Screenshot of the vitrivr UI for large-scale competitive video search

4.2 Approximate Retrieval

The underlying storage engine \(\textsf {ADAM}_{{pro}}\) [2] supports multiple index structures for efficient vector space retrieval. Many of these index structures achieve their high efficiency by approximating results rather than producing the true nearest neighbors of a query vector. In previous system iterations, we only made use of exact query results which lead to longer query times. In the current iteration of the system, the choice as to whether exact or approximate queries should be used can be made at query time.

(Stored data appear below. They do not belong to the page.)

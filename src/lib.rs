//! Stencil: template discovery and instantiation.
//!
//! Hosts feed `(DeclarationShape, Marker)` pairs into a [`DiscoveryPass`],
//! from as many threads as they like, then complete the pass to get bindings
//! and synthesize specialized units.
//!
//! This crate re-exports `stencil-core` (value types) and `stencil-engine`
//! (classification, dedup, matching, synthesis, notifications).

pub use stencil_engine as engine;

pub use stencil_core::*;
pub use stencil_engine::{
    AbortHandle, Binding, ClassifiedRecord, DeferredPolicy, Discovery, DiscoveryPass,
    DiscoveryStore, EngineConfig, Offer, PassOutcome, Resolution, Subscription,
    SynthesizedMember, SynthesizedType, SynthesizedUnit, TemplateEngine, classify, synthesize,
};

pub mod prelude {
    pub use stencil_core::{
        ConcreteType, ConstraintFlags, DeclarationKind, DeclarationShape, DeclaredMember,
        Diagnostic, DiagnosticCode, Diagnostics, Marker, MemberSignature, Operator, Param,
        ParamConstraints, QualifiedName, TypeRef,
    };
    pub use stencil_engine::{
        DiscoveryPass, EngineConfig, Offer, PassOutcome, SynthesizedUnit, TemplateEngine,
    };
}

Hence, the user can sacrifice some accuracy to gain major speed-ups.

5 Open Source

The entire vitrivr stack [6] is published under the MIT license, the source code of all its components is available from their individual GitHubFootnote 2 repositories, additional documentation can be found on https://vitrivr.org. Being a general-purpose multimedia retrieval stack, vitrivr has many applications outside of competitive video retrieval as it also supports other domains such as Images, Audio, and 3D-models. With this flexible open source stack, we hope to offer the community the basis for future research in many areas and domains of multimedia retrieval.

6 Conclusions

With the competitive video retrieval version of vitrivr, we plan to continue the successful participations with we had with the IMOTION system in the past. It is our hope that by publishing the entire retrieval stack as open source software, we lower the entry hurdle for future participants and provide some acceleration for the testing of new ideas in the context of large-scale video retrieval.